L’annuncio pubblico venne dato dal presidente USA Obama solo molto tempo dopo, il 23 aprile, provocando reazioni e polemiche fra l’opinione pubblica italiana ed internazionale, ma soprattutto molto dolore fra familiari e amici di Giovanni. Alla perdita del loro caro, infatti, si aggiungeva la beffa crudele dell’informazione fornita dopo tre mesi, per mano di chi poteva e doveva liberarlo. E di essere annunciata come una specie di “danno collaterale” di quella guerra “chirurgica”, portata avanti dai droni capaci di “selezionare” con precisione i propri obiettivi umani.

«Ma la realtà è ben diversa», spiega Margherita Romanelli, policy advisor di GVC e amica di Lo Porto, che aveva lavorato ad Haiti per l’ong bolognese. «Ormai sembra essere passato il concetto che la guerra fatta con i droni non sia proprio una guerra, ma un’offensiva asettica, quasi da videogame. Non è così. Le vittime sono reali, e sono molte».
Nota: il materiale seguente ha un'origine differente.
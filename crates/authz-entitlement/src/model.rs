//! Entitlement records and resolution results.

use authz_common::{FeatureId, OrganizationId};
use chrono::{DateTime, Utc};
use serde::{Deserialize, Serialize};

/// Per-organization entitlement override, unique per
/// `(organization, feature)`. Presence alone decides resolution: an
/// effective override grants, any other override denies absolutely.
#[derive(Debug, Clone, Serialize, Deserialize)]
pub struct FeatureOverride {
    /// Organization the override applies to.
    pub organization_id: OrganizationId,
    /// Feature being overridden.
    pub feature_id: FeatureId,
    /// Value interpreted per the feature's kind.
    pub value: Option<String>,
    /// Disabled overrides deny even when the plan grants.
    pub is_enabled: bool,
    /// Expired overrides deny in the same way.
    pub expires_at: Option<DateTime<Utc>>,
    /// Creation or last-update time.
    pub created_at: DateTime<Utc>,
}

impl FeatureOverride {
    /// An enabled override with no expiry.
    pub fn grant(
        organization_id: OrganizationId,
        feature_id: FeatureId,
        value: Option<String>,
    ) -> Self {
        Self {
            organization_id,
            feature_id,
            value,
            is_enabled: true,
            expires_at: None,
            created_at: Utc::now(),
        }
    }

    /// A disabled override: an explicit, absolute revoke.
    pub fn deny(organization_id: OrganizationId, feature_id: FeatureId) -> Self {
        Self {
            organization_id,
            feature_id,
            value: None,
            is_enabled: false,
            expires_at: None,
            created_at: Utc::now(),
        }
    }

    /// Enabled and not yet expired as of `now`.
    pub fn is_effective(&self, now: DateTime<Utc>) -> bool {
        self.is_enabled && self.expires_at.map_or(true, |at| at > now)
    }
}

/// One period's usage counter for `(organization, feature)`.
#[derive(Debug, Clone, Serialize, Deserialize)]
pub struct UsageRecord {
    /// Organization the usage belongs to.
    pub organization_id: OrganizationId,
    /// Feature being metered.
    pub feature_id: FeatureId,
    /// First instant of the billing window.
    pub period_start: DateTime<Utc>,
    /// Last instant of the billing window.
    pub period_end: DateTime<Utc>,
    /// Monotonic counter, reset only by a new period starting at 0.
    pub usage_count: u64,
}

/// Outcome of resolving one `(organization, feature)` pair. A normal
/// "not entitled" is expressed here, not as an error.
#[derive(Debug, Clone, Serialize, Deserialize)]
pub struct FeatureAccess {
    /// Whether the organization may use the feature right now.
    pub has_access: bool,
    /// Granted value, interpreted per the feature's kind.
    pub value: Option<String>,
    /// Allowance left this period, for metered kinds only.
    pub remaining: Option<u64>,
}

impl FeatureAccess {
    /// Access granted at `value`, no metering involved.
    pub fn granted(value: Option<String>) -> Self {
        Self {
            has_access: true,
            value,
            remaining: None,
        }
    }

    /// No access, no value.
    pub fn denied() -> Self {
        Self {
            has_access: false,
            value: None,
            remaining: None,
        }
    }
}

#[cfg(test)]
mod tests {
    use super::*;
    use chrono::Duration;
    use uuid::Uuid;

    #[test]
    fn test_override_effective() {
        let ov = FeatureOverride::grant(Uuid::new_v4(), Uuid::new_v4(), Some("true".into()));
        assert!(ov.is_effective(Utc::now()));
    }

    #[test]
    fn test_disabled_override_not_effective() {
        let ov = FeatureOverride::deny(Uuid::new_v4(), Uuid::new_v4());
        assert!(!ov.is_effective(Utc::now()));
    }

    #[test]
    fn test_expired_override_not_effective() {
        let mut ov = FeatureOverride::grant(Uuid::new_v4(), Uuid::new_v4(), None);
        ov.expires_at = Some(Utc::now() - Duration::hours(1));
        assert!(!ov.is_effective(Utc::now()));
    }
}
Stando infatti ai dati forniti dall’organizzazione inglese Reprieve, dall’inizio di questo programma della CIA i morti civili sono più di 4.000. Un po’ troppi. «La guerra, anche se fatta da robot, colpisce persone, civili, fatte di sangue e carne. Non dobbiamo dimenticarlo specialmente ora perché l’Italia ha da qualche giorno ottenuto il permesso dagli Stati Uniti di armare due dei droni impegnati in Iraq e nel mediterraneo per controllare gli sbarchi di migranti e rifugiati. Armare i due droni costa 130 milioni di dollari. Quante persone potrebbero essere aiutate con questi soldi con azioni per promuovere una maggiore equità tra i popoli, favorire i processi di pace, e creare condizioni in cui le persone non siano costrette a scappare affrontando barconi e l’agonia di un viaggio dell’ultima speranza verso l’Europa? E invece si privilegiano strumenti di guerra», continua Romanelli. «Giovanni lavorava contro le guerre e combatteva per un mondo migliore, e ci sembra giusto per la sua memoria richiamare l’attenzione su questa metodologia offensiva, di cui si sa forse troppo poco e quel poco non riceve la giusta attenzione».

Inoltre, il prossimo 2 febbraio, anche la London Metropolitan University e il prof. Mike Newman ricorderanno Giovanni Lo Porto, ex studente, con un incontro commemorativo presso la sede di Londra che celebrerà la sua vita e il suo lavoro, alla presenza di amici e colleghi che arriveranno anche dall’Italia. Verrà inaugurata una targa di commemorazione e resa pubblica la raccolta fondi per un premio a suo nome, Premio Giovanni Lo Porto, istituito dal Terra di Tutti Film Festival a ottobre 2015. La raccolta fondi, promossa da GVC e London Metropolitan University, è volta a finanziare anche nei prossimi anni il premio Lo Porto per video che promuovono i valori di solidarietà e rispetto per i diritti umani, la pace e la libertà, attraverso il racconto di uomini e donne che combattono contro la violenza e l’oppressione. Proprio come Giovanni.